Would you please state how many lines in the entries contain the word "debug"? Only the number should be given.

===== Data excerpts =====

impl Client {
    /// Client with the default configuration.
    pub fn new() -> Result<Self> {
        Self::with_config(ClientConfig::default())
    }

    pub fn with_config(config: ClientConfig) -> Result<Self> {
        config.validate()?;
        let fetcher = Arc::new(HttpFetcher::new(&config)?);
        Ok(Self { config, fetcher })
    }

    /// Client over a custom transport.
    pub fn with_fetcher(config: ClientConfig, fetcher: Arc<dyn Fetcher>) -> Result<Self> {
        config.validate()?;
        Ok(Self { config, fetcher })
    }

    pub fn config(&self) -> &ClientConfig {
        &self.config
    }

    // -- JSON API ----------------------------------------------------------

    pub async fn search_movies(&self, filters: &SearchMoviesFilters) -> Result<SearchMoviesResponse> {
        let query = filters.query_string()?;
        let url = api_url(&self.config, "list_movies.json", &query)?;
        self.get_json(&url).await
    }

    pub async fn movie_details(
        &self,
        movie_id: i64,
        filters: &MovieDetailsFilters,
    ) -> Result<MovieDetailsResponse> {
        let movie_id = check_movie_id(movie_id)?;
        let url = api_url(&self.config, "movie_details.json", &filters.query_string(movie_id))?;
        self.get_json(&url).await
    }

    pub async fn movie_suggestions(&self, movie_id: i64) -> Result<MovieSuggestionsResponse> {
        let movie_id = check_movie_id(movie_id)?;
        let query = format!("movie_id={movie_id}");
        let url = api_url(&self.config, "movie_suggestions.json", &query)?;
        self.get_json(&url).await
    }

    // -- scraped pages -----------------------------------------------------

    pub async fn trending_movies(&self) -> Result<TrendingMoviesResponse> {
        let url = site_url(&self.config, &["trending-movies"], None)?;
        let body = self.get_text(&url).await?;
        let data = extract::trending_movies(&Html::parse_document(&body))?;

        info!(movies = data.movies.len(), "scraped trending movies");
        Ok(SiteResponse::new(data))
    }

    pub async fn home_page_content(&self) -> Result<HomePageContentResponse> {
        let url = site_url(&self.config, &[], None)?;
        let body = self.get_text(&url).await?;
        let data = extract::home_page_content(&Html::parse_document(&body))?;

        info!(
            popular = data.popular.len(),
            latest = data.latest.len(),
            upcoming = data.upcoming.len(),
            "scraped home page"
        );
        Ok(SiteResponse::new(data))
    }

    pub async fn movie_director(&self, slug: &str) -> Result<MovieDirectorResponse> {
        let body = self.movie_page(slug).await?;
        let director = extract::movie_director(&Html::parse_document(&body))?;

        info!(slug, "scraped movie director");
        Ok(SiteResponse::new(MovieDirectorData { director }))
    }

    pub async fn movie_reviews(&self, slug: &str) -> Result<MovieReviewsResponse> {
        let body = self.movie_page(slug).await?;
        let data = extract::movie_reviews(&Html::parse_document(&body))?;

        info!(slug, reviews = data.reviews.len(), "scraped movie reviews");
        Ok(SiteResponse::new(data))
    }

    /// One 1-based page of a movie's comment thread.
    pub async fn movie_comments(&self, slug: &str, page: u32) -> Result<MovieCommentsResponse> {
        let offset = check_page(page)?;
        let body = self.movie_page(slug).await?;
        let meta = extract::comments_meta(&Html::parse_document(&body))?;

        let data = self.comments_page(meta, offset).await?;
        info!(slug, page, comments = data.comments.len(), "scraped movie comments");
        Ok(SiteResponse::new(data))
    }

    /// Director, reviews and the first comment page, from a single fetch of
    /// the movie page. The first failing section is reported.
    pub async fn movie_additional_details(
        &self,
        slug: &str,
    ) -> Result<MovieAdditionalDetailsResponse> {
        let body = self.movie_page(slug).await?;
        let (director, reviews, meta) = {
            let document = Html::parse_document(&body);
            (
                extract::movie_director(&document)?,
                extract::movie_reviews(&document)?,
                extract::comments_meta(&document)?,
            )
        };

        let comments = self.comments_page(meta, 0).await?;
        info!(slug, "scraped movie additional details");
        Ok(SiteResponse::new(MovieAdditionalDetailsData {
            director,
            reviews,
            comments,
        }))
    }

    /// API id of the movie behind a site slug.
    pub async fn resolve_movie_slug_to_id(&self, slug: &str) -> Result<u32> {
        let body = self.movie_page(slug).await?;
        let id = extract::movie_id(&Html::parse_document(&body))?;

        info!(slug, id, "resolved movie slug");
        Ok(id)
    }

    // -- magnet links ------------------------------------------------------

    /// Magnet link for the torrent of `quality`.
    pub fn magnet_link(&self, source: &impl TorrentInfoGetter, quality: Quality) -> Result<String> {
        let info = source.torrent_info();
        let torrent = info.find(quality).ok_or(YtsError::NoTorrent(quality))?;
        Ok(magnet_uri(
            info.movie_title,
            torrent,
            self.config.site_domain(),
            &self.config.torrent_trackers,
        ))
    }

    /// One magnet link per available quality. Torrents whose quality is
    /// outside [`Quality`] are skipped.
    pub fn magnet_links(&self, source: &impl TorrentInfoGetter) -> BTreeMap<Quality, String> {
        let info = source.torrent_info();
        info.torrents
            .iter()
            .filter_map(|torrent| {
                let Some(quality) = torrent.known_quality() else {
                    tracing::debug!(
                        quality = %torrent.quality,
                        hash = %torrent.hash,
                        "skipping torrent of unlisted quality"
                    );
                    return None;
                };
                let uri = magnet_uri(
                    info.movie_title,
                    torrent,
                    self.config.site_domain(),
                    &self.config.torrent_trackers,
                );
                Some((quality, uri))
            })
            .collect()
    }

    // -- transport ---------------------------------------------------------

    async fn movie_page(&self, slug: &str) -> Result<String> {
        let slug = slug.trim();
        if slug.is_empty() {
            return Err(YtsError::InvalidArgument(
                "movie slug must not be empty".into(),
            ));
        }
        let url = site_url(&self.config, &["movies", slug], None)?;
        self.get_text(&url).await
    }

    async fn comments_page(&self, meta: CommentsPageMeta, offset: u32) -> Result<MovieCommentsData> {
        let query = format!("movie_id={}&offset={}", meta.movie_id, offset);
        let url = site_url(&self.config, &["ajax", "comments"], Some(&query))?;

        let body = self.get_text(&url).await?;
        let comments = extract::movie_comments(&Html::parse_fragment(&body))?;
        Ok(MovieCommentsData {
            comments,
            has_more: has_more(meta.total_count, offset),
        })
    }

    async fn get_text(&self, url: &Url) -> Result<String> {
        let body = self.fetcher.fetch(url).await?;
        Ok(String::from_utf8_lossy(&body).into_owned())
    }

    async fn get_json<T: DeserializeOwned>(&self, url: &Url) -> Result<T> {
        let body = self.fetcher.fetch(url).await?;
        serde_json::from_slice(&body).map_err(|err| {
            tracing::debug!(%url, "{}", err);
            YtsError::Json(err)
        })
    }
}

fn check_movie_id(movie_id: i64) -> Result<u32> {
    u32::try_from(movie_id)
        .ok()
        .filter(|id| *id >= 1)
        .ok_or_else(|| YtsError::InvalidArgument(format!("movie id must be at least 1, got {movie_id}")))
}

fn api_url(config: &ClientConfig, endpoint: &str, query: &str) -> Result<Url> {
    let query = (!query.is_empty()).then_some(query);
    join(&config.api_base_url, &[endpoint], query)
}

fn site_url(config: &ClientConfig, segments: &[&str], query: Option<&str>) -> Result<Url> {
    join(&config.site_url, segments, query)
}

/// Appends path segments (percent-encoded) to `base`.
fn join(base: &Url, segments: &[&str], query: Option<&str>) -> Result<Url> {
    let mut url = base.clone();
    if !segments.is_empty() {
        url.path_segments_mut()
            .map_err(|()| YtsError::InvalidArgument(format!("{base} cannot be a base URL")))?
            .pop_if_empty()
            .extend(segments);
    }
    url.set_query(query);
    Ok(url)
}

=====

◆ Your response ◆
2